START Listed entries
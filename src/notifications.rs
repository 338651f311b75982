// src/notifications.rs
use crate::transaction::{APPROVE_TX_NAME, STAKE_TX_NAME};
use crate::utils::now_millis;
use ethers::types::TxHash;
use serde::Serialize;
use std::sync::{Arc, Mutex};

#[derive(Debug, Clone, Copy, PartialEq, Eq, Serialize)]
#[serde(rename_all = "camelCase")]
pub enum NotificationKind {
    TransactionStarted,
    TransactionSucceed,
    TransactionFailed,
}

#[derive(Debug, Clone, PartialEq, Eq, Serialize)]
pub struct Notification {
    pub kind: NotificationKind,
    pub transaction_name: String,
    pub hash: Option<TxHash>,
    pub at: u64,
}

/// Append-only, shared between the sender that produces events and whoever reads them.
#[derive(Debug, Clone, Default)]
pub struct NotificationLog {
    entries: Arc<Mutex<Vec<Notification>>>,
}

impl NotificationLog {
    pub fn new() -> Self {
        Self::default()
    }

    pub fn push(&self, kind: NotificationKind, transaction_name: &str, hash: Option<TxHash>) {
        let notification = Notification {
            kind,
            transaction_name: transaction_name.to_string(),
            hash,
            at: now_millis(),
        };
        // a poisoned log still holds every entry pushed before the panic
        let mut entries = self.entries.lock().unwrap_or_else(|p| p.into_inner());
        entries.push(notification);
    }

    pub fn snapshot(&self) -> Vec<Notification> {
        self.entries.lock().unwrap_or_else(|p| p.into_inner()).clone()
    }

    pub fn len(&self) -> usize {
        self.entries.lock().unwrap_or_else(|p| p.into_inner()).len()
    }

    pub fn is_empty(&self) -> bool {
        self.len() == 0
    }
}

pub fn is_transaction_success(notification: &Notification, name: &str) -> bool {
    notification.kind == NotificationKind::TransactionSucceed && notification.transaction_name == name
}

pub fn is_approved(notifications: &[Notification]) -> bool {
    notifications.iter().any(|n| is_transaction_success(n, APPROVE_TX_NAME))
}

pub fn is_staked(notifications: &[Notification]) -> bool {
    notifications.iter().any(|n| is_transaction_success(n, STAKE_TX_NAME))
}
END Listed entries
Directions for this task: Return a word-for-word copy of the lines above from the one holding "repository 338651f311b75982" through the one holding "transaction_name: &str, hash: Option<TxHash>)", with both of them included and nothing besides.

Finished task:
repository 338651f311b75982
// src/notifications.rs
use crate::transaction::{APPROVE_TX_NAME, STAKE_TX_NAME};
use crate::utils::now_millis;
use ethers::types::TxHash;
use serde::Serialize;
use std::sync::{Arc, Mutex};

#[derive(Debug, Clone, Copy, PartialEq, Eq, Serialize)]
#[serde(rename_all = "camelCase")]
pub enum NotificationKind {
    TransactionStarted,
    TransactionSucceed,
    TransactionFailed,
}

#[derive(Debug, Clone, PartialEq, Eq, Serialize)]
pub struct Notification {
    pub kind: NotificationKind,
    pub transaction_name: String,
    pub hash: Option<TxHash>,
    pub at: u64,
}

/// Append-only, shared between the sender that produces events and whoever reads them.
#[derive(Debug, Clone, Default)]
pub struct NotificationLog {
    entries: Arc<Mutex<Vec<Notification>>>,
}

impl NotificationLog {
    pub fn new() -> Self {
        Self::default()
    }

    pub fn push(&self, kind: NotificationKind, transaction_name: &str, hash: Option<TxHash>) {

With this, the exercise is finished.